Jurors awarded Emerson's family $50,000 in compensatory damages and $200,000 in punitive damages.

In a statement, Erik Haas, J&J's worldwide vice president of litigation, said the company plans to appeal.

"This token verdict reflects the jury's appreciation that the claims were meritless and divorced from the science," Haas said.

Leigh O'Dell of the Beasley Allen Law Firm, who represented Emerson's family, said the jury "found J&J's product and corporate conduct directly responsible for the death of Ms. Emerson."

"While the jury's award is less than we hoped, and significantly less than the amount necessary to punish J&J for their outrageous conduct, we are moving forward," O'Dell said.

Emerson, a Pennsylvania resident, filed her lawsuit in 2019 and died six months later at age 68, according to court records.
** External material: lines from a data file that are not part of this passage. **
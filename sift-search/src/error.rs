//! Error types for the sift-search crate.
//!
//! Per-item failures (a bad result URL, a failing engine) are caught close
//! to where they happen and only degrade the fused output. The variants
//! that reach a caller are registration conflicts, invalid configuration
//! and direct invocation of an unknown plugin.

/// Errors that can occur while registering engines, querying them, or
/// running plugins.
#[derive(Debug, thiserror::Error)]
pub enum SearchError {
    /// A connector call failed or panicked.
    #[error("engine {engine} failed: {message}")]
    Engine {
        /// Registered name of the failing engine.
        engine: String,
        /// Failure description.
        message: String,
    },

    /// A connector did not answer within the per-engine timeout.
    #[error("search timed out: {0}")]
    Timeout(String),

    /// An HTTP request to a search provider failed.
    #[error("HTTP error: {0}")]
    Http(String),

    /// Failed to parse a provider response.
    #[error("parse error: {0}")]
    Parse(String),

    /// A result URL could not be normalised.
    #[error("invalid result URL {url:?}: {reason}")]
    UrlNormalization {
        /// The URL as the engine reported it.
        url: String,
        /// Why normalisation failed.
        reason: String,
    },

    /// An engine with the same name is already registered.
    #[error("duplicate engine: {0}")]
    DuplicateEngine(String),

    /// A plugin with the same name is already registered.
    #[error("duplicate plugin: {0}")]
    DuplicatePlugin(String),

    /// No plugin with this name supports direct invocation.
    #[error("unknown plugin: {0}")]
    UnknownPlugin(String),

    /// A plugin was invoked with options it cannot use.
    #[error("invalid plugin options: {0}")]
    PluginOptions(String),

    /// A connector was asked for a capability it does not provide.
    #[error("unsupported operation: {0}")]
    Unsupported(String),

    /// Invalid configuration.
    #[error("config error: {0}")]
    Config(String),
}

/// Convenience type alias for sift-search results.
pub type Result<T> = std::result::Result<T, SearchError>;

#[cfg(test)]
mod tests {
    use super::*;

    #[test]
    fn display_engine_failure() {
        let err = SearchError::Engine {
            engine: "bing".into(),
            message: "connection refused".into(),
        };
        assert_eq!(err.to_string(), "engine bing failed: connection refused");
    }

    #[test]
    fn display_timeout() {
        let err = SearchError::Timeout("google exceeded 8000ms".into());
        assert_eq!(err.to_string(), "search timed out: google exceeded 8000ms");
    }

    #[test]
    fn display_url_normalization() {
        let err = SearchError::UrlNormalization {
            url: "/relative".into(),
            reason: "relative URL without a base".into(),
        };
        assert_eq!(
            err.to_string(),
            "invalid result URL \"/relative\": relative URL without a base"
        );
    }

    #[test]
    fn display_registration_conflicts() {
        assert_eq!(
            SearchError::DuplicateEngine("google".into()).to_string(),
            "duplicate engine: google"
        );
        assert_eq!(
            SearchError::DuplicatePlugin("truncate".into()).to_string(),
            "duplicate plugin: truncate"
        );
    }

    #[test]
    fn display_unknown_plugin() {
        let err = SearchError::UnknownPlugin("calculator".into());
        assert_eq!(err.to_string(), "unknown plugin: calculator");
    }

    #[test]
    fn display_plugin_options() {
        let err = SearchError::PluginOptions("missing text".into());
        assert_eq!(err.to_string(), "invalid plugin options: missing text");
    }

    #[test]
    fn display_config() {
        let err = SearchError::Config("max_results must be greater than 0".into());
        assert_eq!(
            err.to_string(),
            "config error: max_results must be greater than 0"
        );
    }

    #[test]
    fn error_is_send_sync() {
        fn assert_send_sync<T: Send + Sync>() {}
        assert_send_sync::<SearchError>();
    }
}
Her son and daughter continued the case after she died of metastatic ovarian cancer.

According to the lawsuit, Emerson used J&J's baby powder from 1969 until 2017, when a relative told her it was linked to an increased risk of ovarian cancer. She had been diagnosed with the disease two years earlier.

Johnson & Johnson faces more than 67,000 lawsuits in federal and state courts alleging its talc-based products contained asbestos and caused ovarian and other cancers, according to court filings. The company has denied the claims, saying its products are safe, do not contain asbestos, and do not cause cancer. It stopped selling talc-based baby powder in the United States in 2020 and switched to a cornstarch-based product.

J&J has attempted to resolve the litigation through bankruptcy proceedings, but federal courts have rejected the proposals three times, most recently in April last year. Those bankruptcy efforts had paused most ovarian cancer cases.

The first ovarian cancer trial after that pause ended resulted in a California jury awarding $40 million to two women in December.

Several additional cases are scheduled for trial in state courts in the coming months. Although most claims have been consolidated in federal court, no federal trial has yet taken place. That could change this year after a U.S. magistrate judge ruled in January that plaintiffs in the federal litigation may present expert testimony linking baby powder use to ovarian cancer. J&J has said it will appeal that ruling.

Before its bankruptcy attempts, J&J saw mixed results in talc trials, with some verdicts reaching as high as $4.69 billion, while other cases were won outright or reduced on appeal.